Desmonto, me acerco y busco un buen enfoque con el móvil, me acuclillo frente a él y escucho el crujido de mis rodillas..., pero también el zumbido de los insectos, las llamadas de algunos grillos y eso es la vida, el sonido de estas tierras altas, alejadas de las rutas turísticas, de los senderistas de unas pocas horas, de los ciclistas que compran sus bicis por Semana Santa, de los conductores ociosos de todoterrenos..., si miro hacia abajo sigo viendo miles y miles de pequeños brotes, de hierbas diminutas e insignificantes que tiñen con sus colores esta cima y de nuevo, la vida bulle en ellas.

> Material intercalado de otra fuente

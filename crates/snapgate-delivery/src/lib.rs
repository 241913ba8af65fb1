//! Snapgate Delivery - the viewer side of a snapshot
//!
//! Checks gate passwords, serves snapshot files behind the gate cookie,
//! counts unique viewers and routes comment traffic to the thread
//! collaborator.
//!
//! # Outcomes
//!
//! | Situation | Result |
//! |---|---|
//! | unknown id, `creating`, file missing from manifest | `not_found` |
//! | expired or revoked | `gone` |
//! | gate closed, index route | password prompt (401) |
//! | gate closed, any other path | `unauthorized` |
//! | wrong gate password | `forbidden` |

#![forbid(unsafe_code)]

pub mod gate;
pub mod handler;
pub mod prompt;

pub use gate::{gate_cookie_name, gate_cookie_path, GatePass, GATE_COOKIE_PREFIX};
pub use handler::{
    CommentRequest, Delivery, GatedDelivery, ServedAsset, Viewer, FALLBACK_CONTENT_TYPE,
    MAX_AUTHOR_LEN, MAX_COMMENT_LEN,
};
pub use prompt::password_prompt;
//! Identifier, password and fingerprint generation

use base64::engine::general_purpose::URL_SAFE_NO_PAD;
use base64::Engine;
use sha2::{Digest, Sha256};
use snapgate_core::effects::RandomSource;
use snapgate_core::{Result, SnapError, SnapshotId};

/// Random bytes behind a snapshot id (16 URL-safe characters)
pub const ID_BYTES: usize = 12;

/// Length of generated gate passwords
pub const PASSWORD_LEN: usize = 18;

/// Password alphabet without look-alike characters (`0 O 1 l I i o`)
pub const PASSWORD_ALPHABET: &[u8] = b"abcdefghjkmnpqrstuvwxyzABCDEFGHJKLMNPQRSTUVWXYZ23456789";

/// Fresh random snapshot identifier
pub fn snapshot_id(random: &dyn RandomSource) -> Result<SnapshotId> {
    let encoded = URL_SAFE_NO_PAD.encode(random.random_bytes(ID_BYTES));
    SnapshotId::parse(&encoded)
        .ok_or_else(|| SnapError::internal("generated snapshot id is not URL-safe"))
}

/// Fresh random gate password
///
/// Bytes at or above the largest multiple of the alphabet size are
/// discarded so every character is equally likely.
pub fn gate_password(random: &dyn RandomSource) -> String {
    let alphabet_len = PASSWORD_ALPHABET.len();
    let limit = 256 - (256 % alphabet_len);
    let mut password = String::with_capacity(PASSWORD_LEN);
    let mut buf = [0u8; 32];
    while password.len() < PASSWORD_LEN {
        random.fill_bytes(&mut buf);
        for &b in buf.iter().filter(|&&b| (b as usize) < limit) {
            if password.len() == PASSWORD_LEN {
                break;
            }
            password.push(PASSWORD_ALPHABET[b as usize % alphabet_len] as char);
        }
    }
    password
}

/// Stable per-viewer fingerprint: hex SHA-256 of `ip|user-agent`
pub fn viewer_fingerprint(client_ip: &str, user_agent: &str) -> String {
    let mut hasher = Sha256::new();
    hasher.update(client_ip.as_bytes());
    hasher.update(b"|");
    hasher.update(user_agent.as_bytes());
    hex::encode(hasher.finalize())
}

/// Hex SHA-256 of file contents, recorded in the manifest
pub fn content_hash(body: &[u8]) -> String {
    hex::encode(Sha256::digest(body))
}

#[cfg(test)]
mod tests {
    use super::*;
    use std::sync::atomic::{AtomicU8, Ordering};

    /// Emits 0, 1, 2, ... wrapping at 256
    struct Counter(AtomicU8);

    impl RandomSource for Counter {
        fn fill_bytes(&self, dest: &mut [u8]) {
            for b in dest {
                *b = self.0.fetch_add(1, Ordering::Relaxed);
            }
        }
    }

    /// Emits only bytes that must be rejected
    struct AlwaysHigh(AtomicU8);

    impl RandomSource for AlwaysHigh {
        fn fill_bytes(&self, dest: &mut [u8]) {
            let calls = self.0.fetch_add(1, Ordering::Relaxed);
            let value = if calls < 3 { 255 } else { 0 };
            dest.fill(value);
        }
    }

    #[test]
    fn alphabet_has_no_lookalikes() {
        assert_eq!(PASSWORD_ALPHABET.len(), 55);
        for c in b"0O1lIio" {
            assert!(!PASSWORD_ALPHABET.contains(c));
        }
    }

    #[test]
    fn passwords_use_the_alphabet() {
        let password = gate_password(&Counter(AtomicU8::new(0)));
        assert_eq!(password.len(), PASSWORD_LEN);
        assert_eq!(password, "abcdefghjkmnpqrstu");
        assert!(password.bytes().all(|b| PASSWORD_ALPHABET.contains(&b)));
    }

    #[test]
    fn biased_bytes_are_skipped() {
        let password = gate_password(&AlwaysHigh(AtomicU8::new(0)));
        assert_eq!(password, "a".repeat(PASSWORD_LEN));
    }

    #[test]
    fn ids_are_url_safe() {
        let random = Counter(AtomicU8::new(250));
        let id = snapshot_id(&random).unwrap();
        assert_eq!(id.as_str().len(), 16);
        assert_ne!(id, snapshot_id(&random).unwrap());
    }

    #[test]
    fn fingerprint_reference() {
        assert_eq!(
            viewer_fingerprint("203.0.113.7", "Mozilla/5.0"),
            "e71837e3cd723943da9bb07f05d094b8954e6b7fbf71510963851af63d139ca3"
        );
        assert_ne!(
            viewer_fingerprint("203.0.113.7", "Mozilla/5.0"),
            viewer_fingerprint("203.0.113.8", "Mozilla/5.0")
        );
    }

    #[test]
    fn content_hash_is_hex_sha256() {
        assert_eq!(
            content_hash(b"abc"),
            "ba7816bf8f01cfea414140de5dae2223b00361a396177a9cb410ff61f20015ad"
        );
    }
}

Me levanto, vuelvo a montar y sigo pedaleando sobre una pista de color rojizo, pero afortunadamente seca y repleta de estrechas grietas. Cuando llueve, este tramo se convierte en una trampa..., el barro es muy arcilloso y se pega a las ruedas, capa tras capa las engorda y termina atascándolas contra las vainas o los tirantes, pero hoy no hay problema, pedaleo sin preocuparme del barro y sin estar atento a que ninguno de “Los Osos” se me escape..., normalmente hacemos esta ruta “apretando”, atravesando el altiplano a todo “pistón”, sin ver nada, sin sentir nada, dejándolo todo atrás y sin apartar la mirada de la pista..., pero todo ciclo tiene su final y en la soledad de esta mañana estoy descubriendo un lugar maravilloso, duro y puede que poco vistoso, pero sereno y exultante de una vida que se desarrolla entre aleteos, entre las llamadas de las aves, entre el vuelo rápido y zumbante de abejas y abejorros, de pequeñas moscas, de entre esas miles y miles de especies que nos rodean y que ni vemos.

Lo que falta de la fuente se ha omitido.